[Saved entries]
Segment Open
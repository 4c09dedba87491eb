//! Evidence ledger: normalization of node output into audit envelopes,
//! per-node run memory, and the metric conflict ledger.
//!
//! Envelopes are append-only. The ledger is engine-owned; an optional
//! [`EvidenceSink`] receives a copy of every recorded envelope so external
//! stores can mirror the trail without the engine depending on them.

use std::collections::BTreeMap;

use async_trait::async_trait;
use serde_json::Value;
use skein_types::{
    ConfidenceBand, EvidenceEnvelope, MetricConflict, MetricObservation,
    NodeResponsibilityMemory, VerificationStatus,
};

use crate::graph::Node;
use crate::text::extract_text;

const MAX_SUMMARY_CHARS: usize = 160;

/// Receives a copy of every envelope the engine records.
#[async_trait]
pub trait EvidenceSink: Send + Sync {
    async fn record(&mut self, envelope: &EvidenceEnvelope);
}

/// Build an envelope from a node's output. Structured fields (`citations`,
/// `claims`, `data_issues`, `confidence`, `metrics`) are read from the
/// artifact payload when present; unstructured text degrades gracefully.
pub fn normalize_envelope(node: &Node, provider: &str, output: &Value) -> EvidenceEnvelope {
    let payload = output
        .get("artifact")
        .and_then(|artifact| artifact.get("payload"))
        .unwrap_or(output);
    let text = extract_text(output);

    let mut citations = string_list(payload.get("citations"));
    if citations.is_empty() {
        citations = extract_urls(&text);
    }
    let claims = string_list(payload.get("claims"));
    let data_issues = string_list(payload.get("data_issues").or_else(|| payload.get("issues")));

    let explicit_confidence = payload.get("confidence").and_then(Value::as_f64);
    let confidence = match explicit_confidence {
        Some(value) => value.clamp(0.0, 1.0),
        None if !citations.is_empty() => 0.6,
        None => 0.4,
    };

    let verification_status = if !payload.is_object() {
        VerificationStatus::Unparsed
    } else if explicit_confidence.is_some() && !citations.is_empty() {
        VerificationStatus::Verified
    } else {
        VerificationStatus::NeedsVerification
    };

    let metrics = payload
        .get("metrics")
        .and_then(Value::as_object)
        .map(|map| {
            map.iter()
                .map(|(key, value)| (key.clone(), scalar_text(value)))
                .collect()
        })
        .unwrap_or_default();

    EvidenceEnvelope {
        node_id: node.id.clone(),
        role_label: node.role_label().to_string(),
        provider: provider.to_string(),
        verification_status,
        confidence,
        confidence_band: ConfidenceBand::from_score(confidence),
        citations,
        claims,
        data_issues,
        metrics,
        captured_at: chrono::Utc::now(),
    }
}

fn string_list(value: Option<&Value>) -> Vec<String> {
    value
        .and_then(Value::as_array)
        .map(|items| {
            items
                .iter()
                .filter_map(|item| match item {
                    Value::String(s) => Some(s.clone()),
                    Value::Object(map) => map
                        .get("text")
                        .and_then(Value::as_str)
                        .map(String::from),
                    _ => None,
                })
                .collect()
        })
        .unwrap_or_default()
}

fn extract_urls(text: &str) -> Vec<String> {
    regex::Regex::new(r"https?://[^\s)\]\x22]+")
        .map(|re| {
            re.find_iter(text)
                .map(|hit| hit.as_str().to_string())
                .collect()
        })
        .unwrap_or_default()
}

fn scalar_text(value: &Value) -> String {
    match value {
        Value::String(s) => s.clone(),
        other => other.to_string(),
    }
}

/// Append-only evidence store for one run, with run memory and conflict
/// detection over the recorded envelopes.
#[derive(Debug, Default)]
pub struct EvidenceLedger {
    by_node: BTreeMap<String, Vec<EvidenceEnvelope>>,
    run_memory: BTreeMap<String, NodeResponsibilityMemory>,
}

impl EvidenceLedger {
    pub fn new() -> Self {
        Self::default()
    }

    /// Append an envelope and refresh the node's run-memory summary.
    pub fn record(&mut self, envelope: EvidenceEnvelope) {
        let summary = envelope
            .claims
            .first()
            .cloned()
            .unwrap_or_else(|| format!("produced {} output", envelope.role_label));
        let summary: String = summary.chars().take(MAX_SUMMARY_CHARS).collect();
        self.run_memory.insert(
            envelope.node_id.clone(),
            NodeResponsibilityMemory {
                node_id: envelope.node_id.clone(),
                role_label: envelope.role_label.clone(),
                decision_summary: summary,
                updated_at: envelope.captured_at,
            },
        );
        self.by_node
            .entry(envelope.node_id.clone())
            .or_default()
            .push(envelope);
    }

    pub fn latest(&self, node_id: &str) -> Option<&EvidenceEnvelope> {
        self.by_node.get(node_id).and_then(|entries| entries.last())
    }

    pub fn by_node(&self) -> &BTreeMap<String, Vec<EvidenceEnvelope>> {
        &self.by_node
    }

    pub fn run_memory(&self) -> &BTreeMap<String, NodeResponsibilityMemory> {
        &self.run_memory
    }

    /// Metric keys reported with divergent values by more than one node,
    /// judged over each node's latest envelope.
    pub fn conflicts(&self) -> Vec<MetricConflict> {
        let mut observed: BTreeMap<String, Vec<MetricObservation>> = BTreeMap::new();
        for (node_id, entries) in &self.by_node {
            let Some(latest) = entries.last() else { continue };
            for (key, value) in &latest.metrics {
                observed.entry(key.clone()).or_default().push(MetricObservation {
                    node_id: node_id.clone(),
                    value: value.clone(),
                });
            }
        }
        observed
            .into_iter()
            .filter(|(_, values)| {
                values.len() > 1 && values.iter().any(|obs| obs.value != values[0].value)
            })
            .map(|(metric_key, values)| MetricConflict { metric_key, values })
            .collect()
    }

    /// Mean confidence of each node's latest envelope, docked for each open
    /// conflict, clamped to 0..1.
    pub fn final_confidence(&self) -> Option<f64> {
        if self.by_node.is_empty() {
            return None;
        }
        let latest: Vec<f64> = self
            .by_node
            .values()
            .filter_map(|entries| entries.last())
            .map(|envelope| envelope.confidence)
            .collect();
        let mean = latest.iter().sum::<f64>() / latest.len() as f64;
        let docked = mean - 0.1 * self.conflicts().len() as f64;
        Some((docked.clamp(0.0, 1.0) * 100.0).round() / 100.0)
    }
}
Segment Closed
Every piece of the data is to be set down again exactly.

EXPECTED ANSWER:
repository 4c09dedba87491eb
//! Evidence ledger: normalization of node output into audit envelopes,
//! per-node run memory, and the metric conflict ledger.
//!
//! Envelopes are append-only. The ledger is engine-owned; an optional
//! [`EvidenceSink`] receives a copy of every recorded envelope so external
//! stores can mirror the trail without the engine depending on them.

use std::collections::BTreeMap;

use async_trait::async_trait;
use serde_json::Value;
use skein_types::{
    ConfidenceBand, EvidenceEnvelope, MetricConflict, MetricObservation,
    NodeResponsibilityMemory, VerificationStatus,
};

use crate::graph::Node;
use crate::text::extract_text;

const MAX_SUMMARY_CHARS: usize = 160;

/// Receives a copy of every envelope the engine records.
#[async_trait]
pub trait EvidenceSink: Send + Sync {
    async fn record(&mut self, envelope: &EvidenceEnvelope);
}

/// Build an envelope from a node's output. Structured fields (`citations`,
/// `claims`, `data_issues`, `confidence`, `metrics`) are read from the
/// artifact payload when present; unstructured text degrades gracefully.
pub fn normalize_envelope(node: &Node, provider: &str, output: &Value) -> EvidenceEnvelope {
    let payload = output
        .get("artifact")
        .and_then(|artifact| artifact.get("payload"))
        .unwrap_or(output);
    let text = extract_text(output);

    let mut citations = string_list(payload.get("citations"));
    if citations.is_empty() {
        citations = extract_urls(&text);
    }
    let claims = string_list(payload.get("claims"));
    let data_issues = string_list(payload.get("data_issues").or_else(|| payload.get("issues")));

    let explicit_confidence = payload.get("confidence").and_then(Value::as_f64);
    let confidence = match explicit_confidence {
        Some(value) => value.clamp(0.0, 1.0),
        None if !citations.is_empty() => 0.6,
        None => 0.4,
    };

    let verification_status = if !payload.is_object() {
        VerificationStatus::Unparsed
    } else if explicit_confidence.is_some() && !citations.is_empty() {
        VerificationStatus::Verified
    } else {
        VerificationStatus::NeedsVerification
    };

    let metrics = payload
        .get("metrics")
        .and_then(Value::as_object)
        .map(|map| {
            map.iter()
                .map(|(key, value)| (key.clone(), scalar_text(value)))
                .collect()
        })
        .unwrap_or_default();

    EvidenceEnvelope {
        node_id: node.id.clone(),
        role_label: node.role_label().to_string(),
        provider: provider.to_string(),
        verification_status,
        confidence,
        confidence_band: ConfidenceBand::from_score(confidence),
        citations,
        claims,
        data_issues,
        metrics,
        captured_at: chrono::Utc::now(),
    }
}

fn string_list(value: Option<&Value>) -> Vec<String> {
    value
        .and_then(Value::as_array)
        .map(|items| {
            items
                .iter()
                .filter_map(|item| match item {
                    Value::String(s) => Some(s.clone()),
                    Value::Object(map) => map
                        .get("text")
                        .and_then(Value::as_str)
                        .map(String::from),
                    _ => None,
                })
                .collect()
        })
        .unwrap_or_default()
}

fn extract_urls(text: &str) -> Vec<String> {
    regex::Regex::new(r"https?://[^\s)\]\x22]+")
        .map(|re| {
            re.find_iter(text)
                .map(|hit| hit.as_str().to_string())
                .collect()
        })
        .unwrap_or_default()
}

fn scalar_text(value: &Value) -> String {
    match value {
        Value::String(s) => s.clone(),
        other => other.to_string(),
    }
}

/// Append-only evidence store for one run, with run memory and conflict
/// detection over the recorded envelopes.
#[derive(Debug, Default)]
pub struct EvidenceLedger {
    by_node: BTreeMap<String, Vec<EvidenceEnvelope>>,
    run_memory: BTreeMap<String, NodeResponsibilityMemory>,
}

impl EvidenceLedger {
    pub fn new() -> Self {
        Self::default()
    }

    /// Append an envelope and refresh the node's run-memory summary.
    pub fn record(&mut self, envelope: EvidenceEnvelope) {
        let summary = envelope
            .claims
            .first()
            .cloned()
            .unwrap_or_else(|| format!("produced {} output", envelope.role_label));
        let summary: String = summary.chars().take(MAX_SUMMARY_CHARS).collect();
        self.run_memory.insert(
            envelope.node_id.clone(),
            NodeResponsibilityMemory {
                node_id: envelope.node_id.clone(),
                role_label: envelope.role_label.clone(),
                decision_summary: summary,
                updated_at: envelope.captured_at,
            },
        );
        self.by_node
            .entry(envelope.node_id.clone())
            .or_default()
            .push(envelope);
    }

    pub fn latest(&self, node_id: &str) -> Option<&EvidenceEnvelope> {
        self.by_node.get(node_id).and_then(|entries| entries.last())
    }

    pub fn by_node(&self) -> &BTreeMap<String, Vec<EvidenceEnvelope>> {
        &self.by_node
    }

    pub fn run_memory(&self) -> &BTreeMap<String, NodeResponsibilityMemory> {
        &self.run_memory
    }

    /// Metric keys reported with divergent values by more than one node,
    /// judged over each node's latest envelope.
    pub fn conflicts(&self) -> Vec<MetricConflict> {
        let mut observed: BTreeMap<String, Vec<MetricObservation>> = BTreeMap::new();
        for (node_id, entries) in &self.by_node {
            let Some(latest) = entries.last() else { continue };
            for (key, value) in &latest.metrics {
                observed.entry(key.clone()).or_default().push(MetricObservation {
                    node_id: node_id.clone(),
                    value: value.clone(),
                });
            }
        }
        observed
            .into_iter()
            .filter(|(_, values)| {
                values.len() > 1 && values.iter().any(|obs| obs.value != values[0].value)
            })
            .map(|(metric_key, values)| MetricConflict { metric_key, values })
            .collect()
    }

    /// Mean confidence of each node's latest envelope, docked for each open
    /// conflict, clamped to 0..1.
    pub fn final_confidence(&self) -> Option<f64> {
        if self.by_node.is_empty() {
            return None;
        }
        let latest: Vec<f64> = self
            .by_node
            .values()
            .filter_map(|entries| entries.last())
            .map(|envelope| envelope.confidence)
            .collect();
        let mean = latest.iter().sum::<f64>() / latest.len() as f64;
        let docked = mean - 0.1 * self.conflicts().len() as f64;
        Some((docked.clamp(0.0, 1.0) * 100.0).round() / 100.0)
    }
}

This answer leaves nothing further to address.